N adie en su sano juicio puede negar los tremendos efectos del cambio climático con una sequía considerada por los expertos como la peor del último medio siglo. Las causas no sólo son un notorio incremento de las temperaturas máximas y el abrupto descenso de las precipitaciones, sino la propia acción del ser humano, que hasta no hace muchos años consideraba esta inquietud una cuestión casi intrascendente, cuando no un puro esnobismo. Pero, lamentablemente, ya estamos viendo las consecuencias de este proceso debajo de nuestros pies. Basta darse una vuelta por los pantanos y embalses de Castilla y León donde la falta de agua ha dejado una estampa desoladora, un lienzo monocolor de tonalidad amarilla, donde el único movimiento apreciable es el polvo de la tierra surcando las escuálidas orillas.

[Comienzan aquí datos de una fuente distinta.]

//! Permission Gate
//!
//! Suspends a gated call until the user decides on it.
//!
//! ```text
//!  NoRequest ──request_permission──► RequestPending ──accept/deny/expiry──► NoRequest
//!                                        │
//!                                        ├─ record stored under "active_oauth_request"
//!                                        └─ prompt surface opened for the callee
//! ```
//!
//! Only one request is pending at a time. A second request waits for the
//! slot instead of replacing the first, so a prompt can never be answered
//! on behalf of a request the user did not see.

mod grants;
mod slot;

pub use grants::GrantStore;
pub use slot::{PendingRequestStore, SlotGuard, ACTIVE_REQUEST_KEY};

use crate::error::SupervisorError;
use crate::host_api::storage::Partition;
use crate::types::{ApprovalDuration, PendingPermissionRequest, PromptParams, SUPERVISOR_SERVICE};
use async_trait::async_trait;
use std::sync::{Arc, Mutex, MutexGuard, PoisonError};
use std::time::{Duration, SystemTime, UNIX_EPOCH};
use tokio::sync::oneshot;
use tracing::{info, warn};
use uuid::Uuid;

/// Where the user is asked. Opening returns as soon as the prompt is
/// showing; the answer arrives later through [`PermissionGate::accept`] or
/// [`PermissionGate::deny`].
#[async_trait]
pub trait PromptSurface: Send + Sync {
    async fn open(&self, params: PromptParams) -> Result<(), SupervisorError>;
}

/// Used when no prompt surface is attached: every gated call is denied.
pub struct NoPromptSurface;

#[async_trait]
impl PromptSurface for NoPromptSurface {
    async fn open(&self, _params: PromptParams) -> Result<(), SupervisorError> {
        Err(SupervisorError::Transport("no prompt surface attached".into()))
    }
}

#[derive(Debug, Clone, PartialEq, Eq)]
pub struct PermissionRequest {
    pub user: Option<String>,
    pub caller: String,
    pub callee: String,
    pub method: String,
    pub prompt: String,
    pub subpath: Option<String>,
}

#[derive(Debug, Clone, Copy, PartialEq, Eq)]
enum Decision {
    Accept,
    Deny,
}

pub struct PermissionGate {
    pending: PendingRequestStore,
    grants: GrantStore,
    prompt: Arc<dyn PromptSurface>,
    waiting: Mutex<Option<(Uuid, oneshot::Sender<Decision>)>>,
    timeout: Duration,
}

fn unix_now() -> u64 {
    SystemTime::now()
        .duration_since(UNIX_EPOCH)
        .map(|d| d.as_secs())
        .unwrap_or(0)
}

impl PermissionGate {
    pub fn new(partition: Partition, prompt: Arc<dyn PromptSurface>, timeout: Duration) -> Self {
        Self {
            pending: PendingRequestStore::new(partition.clone()),
            grants: GrantStore::new(partition),
            prompt,
            waiting: Mutex::new(None),
            timeout,
        }
    }

    pub fn grants(&self) -> &GrantStore {
        &self.grants
    }

    /// The stored pending request, if any.
    pub fn pending(&self) -> Result<Option<PendingPermissionRequest>, SupervisorError> {
        self.pending.read()
    }

    fn waiting(&self) -> MutexGuard<'_, Option<(Uuid, oneshot::Sender<Decision>)>> {
        self.waiting.lock().unwrap_or_else(PoisonError::into_inner)
    }

    fn take_waiting(&self, id: Uuid) -> Option<oneshot::Sender<Decision>> {
        let mut waiting = self.waiting();
        match waiting.take() {
            Some((waiting_id, tx)) if waiting_id == id => Some(tx),
            other => {
                *waiting = other;
                None
            }
        }
    }

    /// Asks the user and waits for the answer. `Ok` means approved.
    pub async fn request_permission(
        &self,
        request: PermissionRequest,
    ) -> Result<(), SupervisorError> {
        let id = Uuid::new_v4();
        let record = PendingPermissionRequest {
            id,
            user: request.user.clone(),
            method: request.method.clone(),
            prompt: request.prompt.clone(),
            caller: request.caller.clone(),
            callee: request.callee.clone(),
            subpath: request.subpath.clone(),
            expiry: unix_now().saturating_add(self.timeout.as_secs().max(1)),
        };

        let guard = self.pending.create(&record).await?;
        let (tx, mut rx) = oneshot::channel();
        *self.waiting() = Some((id, tx));
        info!(
            %id,
            caller = %request.caller,
            callee = %request.callee,
            method = %request.method,
            "permission request pending"
        );

        let params = PromptParams {
            id,
            caller: request.caller.clone(),
            callee: request.callee.clone(),
            prompt: request.prompt.clone(),
            subpath: request.subpath.clone(),
        };
        if let Err(e) = self.prompt.open(params).await {
            self.take_waiting(id);
            drop(guard);
            warn!(%id, error = %e, "failed to open permission prompt");
            return Err(SupervisorError::PermissionDenied(format!(
                "prompt could not be opened: {}",
                e.message()
            )));
        }

        let decision = match tokio::time::timeout(self.timeout, &mut rx).await {
            Ok(decision) => decision.ok(),
            Err(_) => {
                if self.take_waiting(id).is_some() {
                    warn!(%id, "permission request expired");
                    None
                } else {
                    // Resolved while the timer fired.
                    rx.await.ok()
                }
            }
        };
        drop(guard);

        match decision {
            Some(Decision::Accept) => {
                info!(%id, "permission granted");
                Ok(())
            }
            Some(Decision::Deny) => {
                info!(%id, "permission denied");
                Err(SupervisorError::PermissionDenied(format!(
                    "{} may not call {} {}",
                    request.caller, request.callee, request.method
                )))
            }
            None => Err(SupervisorError::PermissionDenied(format!(
                "no decision for {} calling {} {}",
                request.caller, request.callee, request.method
            ))),
        }
    }

    /// Only the callee's own context (the prompt surface) or the Supervisor
    /// may read or resolve a request.
    fn check_resolver(
        record: &PendingPermissionRequest,
        resolver: &str,
    ) -> Result<(), SupervisorError> {
        if resolver == record.callee || resolver == SUPERVISOR_SERVICE {
            Ok(())
        } else {
            Err(SupervisorError::ForgedRequest(format!(
                "{} may not resolve requests for {}",
                resolver, record.callee
            )))
        }
    }

    pub fn get_pending(
        &self,
        id: Uuid,
        resolver: &str,
    ) -> Result<PendingPermissionRequest, SupervisorError> {
        let record = self.pending.read_matching(&id)?;
        Self::check_resolver(&record, resolver)?;
        Ok(record)
    }

    pub fn accept(
        &self,
        id: Uuid,
        duration: ApprovalDuration,
        resolver: &str,
    ) -> Result<(), SupervisorError> {
        self.resolve(id, resolver, Some(duration))
    }

    pub fn deny(&self, id: Uuid, resolver: &str) -> Result<(), SupervisorError> {
        self.resolve(id, resolver, None)
    }

    fn resolve(
        &self,
        id: Uuid,
        resolver: &str,
        accepted: Option<ApprovalDuration>,
    ) -> Result<(), SupervisorError> {
        let record = self.pending.read_matching(&id)?;
        Self::check_resolver(&record, resolver)?;
        let tx = self.take_waiting(id).ok_or_else(|| {
            SupervisorError::ForgedRequest(format!("request {} has no waiting call", id))
        })?;

        let decision = match accepted {
            Some(duration) => {
                if let Err(e) = self.grants.record(&record.caller, &record.callee, duration) {
                    let _ = tx.send(Decision::Deny);
                    return Err(e);
                }
                Decision::Accept
            }
            None => Decision::Deny,
        };
        if let Err(e) = self.pending.delete() {
            warn!(%id, error = %e, "failed to delete resolved permission request");
        }
        let _ = tx.send(decision);
        Ok(())
    }
}
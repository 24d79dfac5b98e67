//! Identifiers and call records shared by the loader, dispatcher and gate.

use crate::error::SupervisorError;
use serde::{Deserialize, Serialize};
use serde_json::Value;
use std::fmt;
use std::str::FromStr;
use uuid::Uuid;

/// Plugin name used when a call or import does not name one.
pub const DEFAULT_PLUGIN: &str = "plugin";

/// The Supervisor's own service name. Calls addressed to it are handled
/// in-process and it owns the storage partition holding gate records.
pub const SUPERVISOR_SERVICE: &str = "supervisor";

/// App name of the root origin (`https://{root}`).
pub const HOMEPAGE_APP: &str = "homepage";

/// Namespaces that name host facilities rather than loadable plugins.
pub const RESERVED_NAMESPACES: [&str; 3] = ["host", "wasi", SUPERVISOR_SERVICE];

/// A service name. Services are served from `{service}.{root_domain}`, so the
/// name must be a valid DNS label.
#[derive(Debug, Clone, PartialEq, Eq, Hash, PartialOrd, Ord, Serialize, Deserialize)]
#[serde(try_from = "String", into = "String")]
pub struct ServiceId(String);

impl ServiceId {
    pub fn parse(name: &str) -> Result<Self, SupervisorError> {
        if name.is_empty() || name.len() > 63 {
            return Err(SupervisorError::Validation(format!(
                "service name '{}' must be 1 to 63 characters",
                name
            )));
        }
        if name.starts_with('-') || name.ends_with('-') {
            return Err(SupervisorError::Validation(format!(
                "service name '{}' may not start or end with '-'",
                name
            )));
        }
        if !name
            .bytes()
            .all(|b| b.is_ascii_lowercase() || b.is_ascii_digit() || b == b'-')
        {
            return Err(SupervisorError::Validation(format!(
                "service name '{}' may only contain a-z, 0-9 and '-'",
                name
            )));
        }
        Ok(Self(name.to_string()))
    }

    pub fn as_str(&self) -> &str {
        &self.0
    }

    pub fn is_reserved(&self) -> bool {
        RESERVED_NAMESPACES.contains(&self.0.as_str())
    }
}

impl fmt::Display for ServiceId {
    fn fmt(&self, f: &mut fmt::Formatter<'_>) -> fmt::Result {
        f.write_str(&self.0)
    }
}

impl TryFrom<String> for ServiceId {
    type Error = SupervisorError;

    fn try_from(value: String) -> Result<Self, Self::Error> {
        ServiceId::parse(&value)
    }
}

impl From<ServiceId> for String {
    fn from(id: ServiceId) -> Self {
        id.0
    }
}

impl PartialEq<str> for ServiceId {
    fn eq(&self, other: &str) -> bool {
        self.0 == other
    }
}

impl PartialEq<&str> for ServiceId {
    fn eq(&self, other: &&str) -> bool {
        self.0 == *other
    }
}

fn check_plugin_name(name: &str) -> Result<(), SupervisorError> {
    let valid = !name.is_empty()
        && name.len() <= 63
        && name
            .bytes()
            .all(|b| b.is_ascii_lowercase() || b.is_ascii_digit() || b == b'-' || b == b'_');
    if valid {
        Ok(())
    } else {
        Err(SupervisorError::Validation(format!(
            "invalid plugin name '{}'",
            name
        )))
    }
}

/// Interface and method names end up inside an export name
/// (`{intf}::{method}`), so separators are not allowed in them.
pub(crate) fn check_member_name(what: &str, name: &str) -> Result<(), SupervisorError> {
    if name.is_empty() {
        return Err(SupervisorError::Validation(format!("{} must not be empty", what)));
    }
    if !name
        .bytes()
        .all(|b| b.is_ascii_alphanumeric() || b == b'_' || b == b'-')
    {
        return Err(SupervisorError::Validation(format!(
            "{} '{}' contains invalid characters",
            what, name
        )));
    }
    Ok(())
}

/// `(service, plugin)`; identifies exactly one component.
#[derive(Debug, Clone, PartialEq, Eq, Hash, PartialOrd, Ord, Serialize, Deserialize)]
pub struct QualifiedPluginId {
    pub service: ServiceId,
    pub plugin: String,
}

impl QualifiedPluginId {
    pub fn new(service: &str, plugin: &str) -> Result<Self, SupervisorError> {
        let service = ServiceId::parse(service)?;
        check_plugin_name(plugin)?;
        Ok(Self {
            service,
            plugin: plugin.to_string(),
        })
    }

    pub fn is_reserved(&self) -> bool {
        self.service.is_reserved()
    }
}

impl fmt::Display for QualifiedPluginId {
    fn fmt(&self, f: &mut fmt::Formatter<'_>) -> fmt::Result {
        write!(f, "{}:{}", self.service, self.plugin)
    }
}

/// Parses `service:plugin`, or a bare `service` for the default plugin.
impl FromStr for QualifiedPluginId {
    type Err = SupervisorError;

    fn from_str(s: &str) -> Result<Self, Self::Err> {
        match s.split_once(':') {
            Some((service, plugin)) => QualifiedPluginId::new(service, plugin),
            None => QualifiedPluginId::new(s, DEFAULT_PLUGIN),
        }
    }
}

fn empty_params() -> Value {
    Value::Array(Vec::new())
}

/// A call as it arrives from a frame, before validation.
#[derive(Debug, Clone, PartialEq, Serialize, Deserialize)]
#[serde(rename_all = "camelCase")]
pub struct FunctionCallArgs {
    pub service: String,
    #[serde(default, skip_serializing_if = "Option::is_none")]
    pub plugin: Option<String>,
    pub intf: String,
    pub method: String,
    #[serde(default = "empty_params")]
    pub params: Value,
    #[serde(default, skip_serializing_if = "Option::is_none")]
    pub sender: Option<String>,
}

impl FunctionCallArgs {
    pub fn new(service: &str, intf: &str, method: &str, params: Vec<Value>) -> Self {
        Self {
            service: service.to_string(),
            plugin: None,
            intf: intf.to_string(),
            method: method.to_string(),
            params: Value::Array(params),
            sender: None,
        }
    }

    pub fn with_plugin(mut self, plugin: &str) -> Self {
        self.plugin = Some(plugin.to_string());
        self
    }

    pub fn with_sender(mut self, sender: &str) -> Self {
        self.sender = Some(sender.to_string());
        self
    }
}

/// A validated call, ready to be routed.
#[derive(Debug, Clone, PartialEq)]
pub struct FunctionCallRequest {
    pub target: QualifiedPluginId,
    pub intf: String,
    pub method: String,
    pub params: Vec<Value>,
}

impl FunctionCallRequest {
    pub fn validate(args: FunctionCallArgs) -> Result<Self, SupervisorError> {
        let plugin = args.plugin.as_deref().unwrap_or(DEFAULT_PLUGIN);
        let target = QualifiedPluginId::new(&args.service, plugin)?;
        check_member_name("interface", &args.intf)?;
        check_member_name("method", &args.method)?;
        let params = match args.params {
            Value::Array(params) => params,
            other => {
                return Err(SupervisorError::Validation(format!(
                    "params must be an array, got {}",
                    json_type_name(&other)
                )))
            }
        };
        Ok(Self {
            target,
            intf: args.intf,
            method: args.method,
            params,
        })
    }

    /// Name of the component export implementing this call.
    pub fn export_name(&self) -> String {
        format!("{}::{}", self.intf, self.method)
    }

    pub fn service(&self) -> &ServiceId {
        &self.target.service
    }
}

fn json_type_name(value: &Value) -> &'static str {
    match value {
        Value::Null => "null",
        Value::Bool(_) => "bool",
        Value::Number(_) => "number",
        Value::String(_) => "string",
        Value::Array(_) => "array",
        Value::Object(_) => "object",
    }
}

/// The app and origin a top-level call came from.
#[derive(Debug, Clone, PartialEq, Eq, Serialize, Deserialize)]
pub struct Origination {
    pub app: String,
    pub origin: String,
}

/// The single pending approval, persisted under `active_oauth_request`.
#[derive(Debug, Clone, PartialEq, Eq, Serialize, Deserialize)]
pub struct PendingPermissionRequest {
    pub id: Uuid,
    pub user: Option<String>,
    pub method: String,
    pub prompt: String,
    pub caller: String,
    pub callee: String,
    #[serde(default, skip_serializing_if = "Option::is_none")]
    pub subpath: Option<String>,
    /// Unix seconds after which the request resolves as denied.
    pub expiry: u64,
}

/// What a prompt surface is opened with.
#[derive(Debug, Clone, PartialEq, Eq, Serialize, Deserialize)]
pub struct PromptParams {
    pub id: Uuid,
    pub caller: String,
    pub callee: String,
    pub prompt: String,
    #[serde(default, skip_serializing_if = "Option::is_none")]
    pub subpath: Option<String>,
}

#[derive(Debug, Clone, Copy, Default, PartialEq, Eq, Serialize, Deserialize)]
#[serde(rename_all = "lowercase")]
pub enum ApprovalDuration {
    #[default]
    Session,
    Permanent,
}

impl FromStr for ApprovalDuration {
    type Err = SupervisorError;

    fn from_str(s: &str) -> Result<Self, Self::Err> {
        match s {
            "session" => Ok(ApprovalDuration::Session),
            "permanent" => Ok(ApprovalDuration::Permanent),
            other => Err(SupervisorError::Validation(format!(
                "unknown approval duration '{}'",
                other
            ))),
        }
    }
}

Hay zonas de la Comunidad, como la de Tierra de Campos, donde las lluvias caídas en los últimos doce meses son inferiores a la media anual que se registra en el desierto del Sáhara. Aún así, la preocupación por este escarnio de la naturaleza hacia nuestro comportamiento pasa a un segundo plano en nuestros niveles habituales de preocupación. Estamos, a lo que se ve, más centrados en cuestiones estériles, como las identitarias, cuando nuestro campo pasa sed y la falta de agua, que es realmente la bandera de la vida, surcan tímidamente los noticieros.

No porque se anuncien lluvias a partir de ahora se habrá paliado la gravedad de una sequía sin precedentes. Son, como decía, inauditas y espeluznantes las imágenes de muchos pantanos. Barrios de Luna y Riaño, en León; El Burguillo, en Ávila; Compuerto y Aguilar, en Palencia; Cuerda del Pozo, en Soria; Linares del Arroyo, en Segovia; el meandro de Riomalo de Abajo, en Salamanca, y Ricobayo, en la provincia de Zamora, son algunos de esos testigos agonizantes. Las secuelas son tan evidentes que hasta nos han vuelto a desvelar al ojo humano la imagen de antiguos restos de sillares, de puentes y restos de torres de iglesias que nos recuerdan la solidaridad de unas gentes que sufrieron el mayor de los desarraigos por el bien común y el progreso de todos. Ya sólo por esa única razón, deberíamos tomarnos el cambio climático como una de las prioridades más importantes. Y ciertamente debe ser abordado como una auténtica cuestión de Estado, para la que no sirve regatear ningún esfuerzo por la vía de la modernización de infraestructuras, la creación de nuevos pantanos y el refuerzo de los planes hidrológicos. Sin olvidar, obviamente, la aportación individual en la búsqueda de respuestas eficaces desde la misma concienciación en el uso racional de un líquido cada vez más escaso.

No es, sin duda, un asunto para tomárselo a broma. Desde hace año y medio no llueve en Castilla y León de la misma manera en que lo hacía antes. La irregular meteorología que preside nuestro territorio es mucho más acuciante y el nuevo ciclo que vivimos se caracteriza por un déficit hídrico extremo. Son suficientes motivos para abogar por la responsabilidad de todos. La Administración, mediante una correcta planificación de los recursos y un eficiente aprovechamiento de los años más húmedos y el resto, a través del ahorro y el compromiso con un bien público indispensable. De ahí la urgente adopción de técnicas que hagan sostenibles los regadíos y los usos agrícolas, junto a la correcta canalización y el abastecimiento doméstico. Lo contrario incidirá en un irreparable daño hacia el sector primario y lo que, es peor, en la mayor pérdida de población, convirtiendo el medio rural en un infinito lodazal. Por ello, la acción del hombre resulta determinante en cualquiera de las soluciones posibles. No lo olvidemos si no queremos que la herencia a las generaciones venideras acabe siendo un simple y triste secarral.